“There’s a lot of reciprocity between my lived life and my painting life,” Danielle Orchard notes, surveying her canvases at Galerie Perrotin in Paris, where she is inaugurating her solo show “Page Turner.” The Brooklyn-based artist compellingly explores female corporeality and nudity in a planar style; the depicted scenes have a sober feel, despite her boldly saturated color palette. Her work is replete with art-historical winks to existing tableaux: “Often I’ll start with a gesture that I’m interested in from another painter, or something in real life that reminds me of a painting.” The references can be subtle or overt — to such artists as Ernst Ludwig Kirchner, Henri Matisse, Georges de La Tour, and Balthus — but always reinvented.
For the latter painterly reference, Orchard revamped the 1938 painting Thérèse Dreaming into Lessons (2022). “I became interested in what could have happened to that character, that subject, in adulthood. The cat in the original painting is highly sexualized: it’s lapping milk, and it’s a very obvious erotic image. I thought it would be funny to have her grow up into a cat lady.” The reclining nude is surrounded by slinky felines; they circulate in the midst of an elegant vase of pink lilies, which — a former roommate of Orchard’s found out the hard way — is fatally toxic to such pets, and the artist describes the flowers as “a quiet threat.” Countering the tacit danger is the playfulness of “cat butts, repeated like cartoon star-shaped motifs,” which parallel the shape of the pet owner’s belly button. This is Orchard’s formal signature: creating visual continuums.
The technique of visual continuity is also evident in Rear Window (2022), featuring a reclining woman in a setting peppered with eerie doublings and compositional echoes: a second nude is voyeuristically visible through a small window behind the frontal subject; a bowl of red cherries on a table twins a sketch of the same fruit on a splayed-open page. “It’s a visual game… it conveys a lot of the metaphysical dimensions of painting. What is real to the people inhabiting these spaces? Their world is referring to ours, but it has its own kind of internal logic as well,” Orchard notes.

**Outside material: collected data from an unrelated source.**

//! Light sources.

use crate::error::{check_finite, PhysicsError, PhysicsResult};
use crate::Spectrum;
use penta_math::Vec4;
use std::f32::consts::PI;

/// Surface area of the unit 3-sphere.
const UNIT_S3_AREA: f32 = 2.0 * PI * PI;

#[derive(Debug, Clone, PartialEq)]
pub enum Light {
    Point(PointLight),
}

impl Light {
    /// Position of the emitter as seen from `point`, and its intensity.
    pub fn intensity_at(&self, point: Vec4) -> (Vec4, Spectrum) {
        match self {
            Light::Point(light) => light.intensity_at(point),
        }
    }
}

impl From<PointLight> for Light {
    fn from(light: PointLight) -> Self {
        Light::Point(light)
    }
}

/// An isotropic point emitter. Irradiance falls off with the cube of distance.
#[derive(Debug, Clone, PartialEq)]
pub struct PointLight {
    position: Vec4,
    intensity: Spectrum,
}

impl PointLight {
    /// `power` is the total emitted power, spread over the 3-sphere of directions.
    pub fn new(position: Vec4, power: Spectrum) -> PhysicsResult<Self> {
        check_finite("light position", position)?;
        if !(power.is_finite() && power.min_element() >= 0.0) {
            return Err(PhysicsError::NegativeSpectrum {
                what: "light power",
                value: power,
            });
        }
        Ok(Self {
            position,
            intensity: power / UNIT_S3_AREA,
        })
    }

    pub fn position(&self) -> Vec4 {
        self.position
    }

    pub fn power(&self) -> Spectrum {
        self.intensity * UNIT_S3_AREA
    }

    pub fn intensity_at(&self, _point: Vec4) -> (Vec4, Spectrum) {
        (self.position, self.intensity)
    }
}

Each of her always-female subjects incarnates a form of modern odalisque, the body articulating “this accident of anatomy” with purposefully extended lower vertebra. “We’re so used to the female body being manipulated and cajoled, which is something that I’m participating in fully and readily… but I like to sort of poke fun at it.” Indeed, Orchard’s paintings expressly confront the lived female experience with a trademark mix of humor and malaise, spotlighting “common moments of failure experienced as a woman, particularly around the body.” Lint (2022), for example, is carefully cropped to showcase just a low waist and genitalia, hemmed in by sheer pantyhose. Drawing from her own girlhood, Orchard recalls: “Pantyhose just never worked for me. It’s such a visceral experience wearing those things. But then it also has this erotic, sexualized component… The two experiences are disjointed: the wearing, and the viewing.” She adds: “The effect that pantyhose have on the body feels sculptural, related to artmaking… like forming your body into an acceptable shape for going out.”

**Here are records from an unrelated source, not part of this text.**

impl Scene {
    /// `scattering_sigma` is the mean free path of a homogeneous, non-absorbing
    /// medium filling all empty space. `None` means vacuum.
    pub fn new(background: Spectrum, scattering_sigma: Option<f32>) -> PhysicsResult<Self> {
        let scattering_sigma = scattering_sigma
            .map(|sigma| check_positive("scattering sigma", sigma))
            .transpose()?;
        Ok(Self {
            objects: Vec::new(),
            lights: Vec::new(),
            background,
            scattering_sigma,
            accel: None,
        })
    }

    pub fn add_object(&mut self, object: Object) {
        assert!(self.accel.is_none(), "object added after Scene::finalize");
        self.objects.push(object);
    }

    pub fn add_light(&mut self, light: Light) {
        assert!(self.accel.is_none(), "light added after Scene::finalize");
        self.lights.push(light);
    }

    /// Build the BVH over the current objects.
    pub fn finalize(&mut self) {
        self.finalize_with(AccelStrategy::Bvh);
    }

    pub fn finalize_with(&mut self, strategy: AccelStrategy) {
        assert!(self.accel.is_none(), "Scene::finalize called twice");
        let accel: Box<dyn Accel> = match strategy {
            AccelStrategy::Bvh => Box::new(BvhAccel::build(&self.objects)),
            AccelStrategy::BruteForce => Box::new(BruteForceAccel::build(&self.objects)),
        };
        log::info!(
            "Scene finalized: {} objects, {} lights, {strategy:?} accelerator",
            self.objects.len(),
            self.lights.len()
        );
        self.accel = Some(accel);
    }

    pub fn is_finalized(&self) -> bool {
        self.accel.is_some()
    }

    pub fn objects(&self) -> &[Object] {
        &self.objects
    }

    pub fn lights(&self) -> &[Light] {
        &self.lights
    }

    pub fn background(&self) -> Spectrum {
        self.background
    }

    pub fn scattering_sigma(&self) -> Option<f32> {
        self.scattering_sigma
    }

    /// Nearest surface along the ray. Panics before [`Scene::finalize`].
    pub fn intersect(&self, ray: &Ray) -> Option<SurfaceHit> {
        let accel = self
            .accel
            .as_ref()
            .expect("Scene::intersect called before Scene::finalize");
        let hit = accel.intersect(&self.objects, ray)?;
        Some(SurfaceHit {
            bsdf: self.objects[hit.index].material.bsdf(&hit.geom),
            geom: hit.geom,
            t: hit.t,
        })
    }

    /// Radiance arriving at `ray.origin` from `-ray.direction`.
    ///
    /// `depth` bounds the number of bounces and scattering events; an
    /// exhausted path contributes nothing.
    pub fn trace(&self, ray: &Ray, sampler: &mut Sampler, depth: u32) -> Spectrum {
        if depth == 0 {
            let n = DEPTH_EXHAUSTED.fetch_add(1, Ordering::Relaxed);
            if n % DEPTH_LOG_INTERVAL == 0 {
                log::info!("path depth exhausted ({} times so far)", n + 1);
            }
            return Spectrum::ZERO;
        }

        let Some(hit) = self.intersect(ray) else {
            // A scattering-only medium leaves the background unchanged.
            return self.background;
        };
        let dir = ray.direction.normalize();

        if let Some(sigma) = self.scattering_sigma {
            let distance = (hit.geom.pos - ray.origin).length();
            let free_path = sampler.free_path(sigma);
            if free_path < distance {
                return self.trace_particle(ray.origin + dir * free_path, sampler, depth);
            }
        }

        self.trace_surface(&hit, -dir, sampler, depth)
    }

    fn trace_surface(&self, hit: &SurfaceHit, dir_out: Vec4, sampler: &mut Sampler, depth: u32) -> Spectrum {
        let bsdf = &hit.bsdf;
        let pos = hit.geom.pos;
        let normal = hit.geom.normal;
        let emission = bsdf.emission(dir_out);

        if let Some((dir, throughput)) = bsdf.specular(dir_out) {
            let next = Ray::new(offset_from_surface(pos, normal, dir), dir);
            return throughput * self.trace(&next, sampler, depth - 1) + emission;
        }

        let dir = sampler.uniform_hemisphere(normal);
        let reflectance = bsdf.eval(dir, dir_out);
        let indirect = if reflectance == Spectrum::ZERO {
            Spectrum::ZERO
        } else {
            let next = Ray::new(offset_from_surface(pos, normal, dir), dir);
            let incoming = self.trace(&next, sampler, depth - 1);
            reflectance * incoming * (normal.dot(dir).abs() * HEMISPHERE_MEASURE)
        };

        indirect + emission + self.direct_light_to_surface(pos, normal, dir_out, bsdf)
    }

    /// In-scattering at a point inside the medium.
    fn trace_particle(&self, pos: Vec4, sampler: &mut Sampler, depth: u32) -> Spectrum {
        let direct = self.direct_light_to_particle(pos);
        let dir = sampler.uniform_sphere();
        // Uniform sampling matches the isotropic phase function, so the weight is one.
        direct + self.trace(&Ray::new(pos, dir), sampler, depth - 1)
    }

    /// Radiance reflected toward `dir_out` from every visible light.
    ///
    /// `pos` lies on the surface; shadow rays start just off it on the
    /// light's side.
    pub fn direct_light_to_surface(&self, pos: Vec4, normal: Vec4, dir_out: Vec4, bsdf: &Bsdf) -> Spectrum {
        let mut total = Spectrum::ZERO;
        for light in &self.lights {
            let (light_pos, intensity) = light.intensity_at(pos);
            if !self.is_visible_from(light_pos, offset_from_surface(pos, normal, light_pos - pos)) {
                continue;
            }
            let to_light = light_pos - pos;
            let distance = to_light.length();
            let dir = to_light / distance;
            total += intensity * bsdf.eval(dir, dir_out) * normal.dot(dir).abs() * self.transmittance(distance)
                / distance.powi(3);
        }
        total
    }

    /// Radiance scattered at a point in the medium from every visible light.
    pub fn direct_light_to_particle(&self, pos: Vec4) -> Spectrum {
        let mut total = Spectrum::ZERO;
        for light in &self.lights {
            let (light_pos, intensity) = light.intensity_at(pos);
            if !self.is_visible_from(light_pos, pos) {
                continue;
            }
            let distance = (light_pos - pos).length();
            total += intensity * ISOTROPIC_PHASE * self.transmittance(distance) / distance.powi(3);
        }
        total
    }

    /// True when nothing blocks the segment from `from` to `to`.
    pub fn is_visible_from(&self, to: Vec4, from: Vec4) -> bool {
        let delta = to - from;
        let distance = delta.length();
        if distance == 0.0 {
            return true;
        }
        match self.intersect(&Ray::new(from, delta / distance)) {
            None => true,
            Some(hit) => hit.t > distance,
        }
    }

    /// Fraction of light surviving `distance` through the medium unscattered.
    fn transmittance(&self, distance: f32) -> f32 {
        match self.scattering_sigma {
            Some(sigma) => (-distance / sigma).exp(),
            None => 1.0,
        }
    }
}

/// Step off a surface along the normal, to the side `dir` leaves through.
///
/// The step scales with the magnitude of `pos` so it stays above f32
/// rounding; a grazing `dir` still clears the surface.
fn offset_from_surface(pos: Vec4, normal: Vec4, dir: Vec4) -> Vec4 {
    let scale = pos.abs().max_element().max(1.0);
    let side = if normal.dot(dir) < 0.0 { -1.0 } else { 1.0 };
    pos + normal * (side * EPSILON_SURFACE_OFFSET * scale)
}

#[cfg(test)]
mod tests {
    use super::*;
    use crate::geometry::{Disc, Sphere};
    use crate::light::PointLight;

    fn lambert(r: f32) -> Material {
        Material::lambert(Spectrum::splat(r)).unwrap()
    }

    /// Camera-less probe: the inside of a closed emitting sphere.
    fn enclosure(radiance: Spectrum, sigma: Option<f32>) -> Scene {
        let mut scene = Scene::new(Spectrum::ZERO, sigma).unwrap();
        scene.add_object(Object::new(
            Sphere::new(Vec4::ZERO, 1.0).unwrap().into(),
            Material::emission(radiance).unwrap(),
        ));
        scene.finalize();
        scene
    }

    #[test]
    fn test_rejects_non_positive_sigma() {
        assert!(Scene::new(Spectrum::ZERO, Some(0.0)).is_err());
        assert!(Scene::new(Spectrum::ZERO, Some(-2.0)).is_err());
        assert!(Scene::new(Spectrum::ZERO, Some(1.0)).is_ok());
    }

    #[test]
    #[should_panic(expected = "before Scene::finalize")]
    fn test_intersect_before_finalize_panics() {
        let scene = Scene::new(Spectrum::ZERO, None).unwrap();
        scene.intersect(&Ray::new(Vec4::ZERO, Vec4::W));
    }

    #[test]
    #[should_panic(expected = "after Scene::finalize")]
    fn test_add_after_finalize_panics() {
        let mut scene = Scene::new(Spectrum::ZERO, None).unwrap();
        scene.finalize();
        scene.add_object(Object::new(Sphere::new(Vec4::ZERO, 1.0).unwrap().into(), lambert(0.5)));
    }

    #[test]
    fn test_miss_returns_background() {
        let background = Spectrum::new(0.1, 0.2, 0.3);
        for sigma in [None, Some(0.5)] {
            let mut scene = Scene::new(background, sigma).unwrap();
            scene.add_object(Object::new(
                Sphere::new(Vec4::new(0.0, 0.0, 0.0, 5.0), 1.0).unwrap().into(),
                lambert(0.5),
            ));
            scene.finalize();

            let mut sampler = Sampler::new(0);
            let ray = Ray::new(Vec4::ZERO, -Vec4::W);
            assert_eq!(scene.trace(&ray, &mut sampler, 5), background);
        }
    }

    #[test]
    fn test_zero_depth_returns_zero() {
        let scene = enclosure(Spectrum::ONE, None);
        let mut sampler = Sampler::new(0);
        assert_eq!(scene.trace(&Ray::new(Vec4::ZERO, Vec4::X), &mut sampler, 0), Spectrum::ZERO);
    }

    #[test]
    fn test_enclosure_radiance_is_preserved_by_medium() {
        let radiance = Spectrum::new(0.25, 1.0, 4.0);
        for sigma in [None, Some(4.0), Some(1.0)] {
            let scene = enclosure(radiance, sigma);
            let mut sampler = Sampler::new(9);
            for _ in 0..200 {
                let dir = sampler.uniform_sphere();
                let value = scene.trace(&Ray::new(Vec4::new(0.1, 0.0, -0.2, 0.3), dir), &mut sampler, 64);
                assert!((value - radiance).abs().max_element() < 1e-5, "sigma {sigma:?}: {value:?}");
            }
        }
    }

    #[test]
    fn test_direct_light_cubic_falloff() {
        // A large floor disc lit from straight above.
        let mut scene = Scene::new(Spectrum::ZERO, None).unwrap();
        scene.add_object(Object::new(Disc::new(Vec4::ZERO, Vec4::Y, 100.0).unwrap().into(), lambert(1.0)));
        let power = Spectrum::splat(2.0 * PI * PI);
        scene.add_light(PointLight::new(Vec4::new(0.0, 2.0, 0.0, 0.0), power).unwrap().into());
        scene.finalize();

        let geom = MicroGeometry::new(Vec4::ZERO, Vec4::Y);
        let bsdf = lambert(1.0).bsdf(&geom);
        let direct = scene.direct_light_to_surface(Vec4::new(0.0, 1e-5, 0.0, 0.0), Vec4::Y, Vec4::Y, &bsdf);
        // intensity 1, cos 1, distance 2
        let expected = 3.0 / (4.0 * PI) / 8.0;
        assert!((direct.x - expected).abs() < 1e-4, "{direct:?}");
    }

    #[test]
    fn test_occluded_light_contributes_nothing() {
        let mut scene = Scene::new(Spectrum::ZERO, None).unwrap();
        scene.add_object(Object::new(
            Sphere::new(Vec4::new(0.0, 1.0, 0.0, 0.0), 0.5).unwrap().into(),
            lambert(0.5),
        ));
        scene.add_light(PointLight::new(Vec4::new(0.0, 2.0, 0.0, 0.0), Spectrum::ONE).unwrap().into());
        scene.finalize();

        assert!(!scene.is_visible_from(Vec4::new(0.0, 2.0, 0.0, 0.0), Vec4::ZERO));
        assert!(scene.is_visible_from(Vec4::new(3.0, 0.0, 0.0, 0.0), Vec4::ZERO));
        assert_eq!(scene.direct_light_to_particle(Vec4::ZERO), Spectrum::ZERO);
        assert!(scene.direct_light_to_particle(Vec4::new(2.0, 2.0, 0.0, 0.0)).x > 0.0);
    }

    #[test]
    fn test_lit_diffuse_point_never_shadows_itself() {
        let mut scene = Scene::new(Spectrum::ZERO, None).unwrap();
        scene.add_object(Object::new(
            Sphere::new(Vec4::new(0.0, 0.0, 0.0, 5.0), 1.0).unwrap().into(),
            lambert(0.8),
        ));
        scene.add_light(PointLight::new(Vec4::new(0.0, 3.0, 0.0, 3.0), Spectrum::splat(100.0)).unwrap().into());
        scene.finalize();

        let ray = Ray::new(Vec4::ZERO, Vec4::new(0.2, 0.3, -0.1, 1.0).normalize());
        let hit = scene.intersect(&ray).unwrap();
        assert!(hit.geom.normal.dot(Vec4::new(0.0, 3.0, 0.0, 3.0) - hit.geom.pos) > 0.0);

        // Depth one leaves only emission and direct light, whatever the
        // sampled bounce direction.
        let mut sampler = Sampler::new(11);
        let first = scene.trace(&ray, &mut sampler, 1);
        assert!(first.x > 0.0, "{first:?}");
        for _ in 0..1000 {
            assert_eq!(scene.trace(&ray, &mut sampler, 1), first);
        }
    }

    #[test]
    fn test_glass_sphere_of_index_one_is_invisible() {
        let background = Spectrum::new(0.3, 0.6, 0.9);
        let mut scene = Scene::new(background, None).unwrap();
        scene.add_object(Object::new(
            Sphere::new(Vec4::new(0.0, 0.0, 0.0, 4.0), 1.0).unwrap().into(),
            Material::glass(1.0).unwrap(),
        ));
        scene.finalize_with(AccelStrategy::BruteForce);

        let mut sampler = Sampler::new(2);
        let ray = Ray::new(Vec4::new(0.2, 0.1, 0.0, 0.0), Vec4::W);
        assert_eq!(scene.trace(&ray, &mut sampler, 5), background);
    }

    #[test]
    fn test_diffuse_trace_is_finite_and_non_negative() {
        let mut scene = Scene::new(Spectrum::splat(0.2), Some(3.0)).unwrap();
        scene.add_object(Object::new(Sphere::new(Vec4::new(0.0, 0.0, 0.0, 3.0), 1.0).unwrap().into(), lambert(0.8)));
        scene.add_object(Object::new(Disc::new(Vec4::new(0.0, -1.0, 0.0, 3.0), Vec4::Y, 5.0).unwrap().into(), lambert(0.5)));
        scene.add_light(PointLight::new(Vec4::new(0.0, 3.0, 0.0, 3.0), Spectrum::splat(50.0)).unwrap().into());
        scene.finalize();

        let mut sampler = Sampler::new(4);
        for _ in 0..500 {
            let dir = (Vec4::W + sampler.uniform_sphere() * 0.5).normalize();
            let value = scene.trace(&Ray::new(Vec4::ZERO, dir), &mut sampler, 5);
            assert!(value.is_finite() && value.min_element() >= 0.0, "{value:?}");
        }
    }
}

The strains of contemporary female toilette are similarly depicted in Shaving (2022), featuring ankles and feet against a blue-tiled shower — a visual citation to the opening scene of Psycho. “You don’t see the wounds inflicted, you just see the blood spiraling, and it’s more menacing. I’m interested in that idea of something outside the frame being the ultimate subject,” Orchard says of replicating this portentous cinematic trope. The assumption is that the red leak is menstrual blood, but for Orchard, it more largely reflects the various ways women deal with the fragility of their own bodies, repackaging them for display in daily life.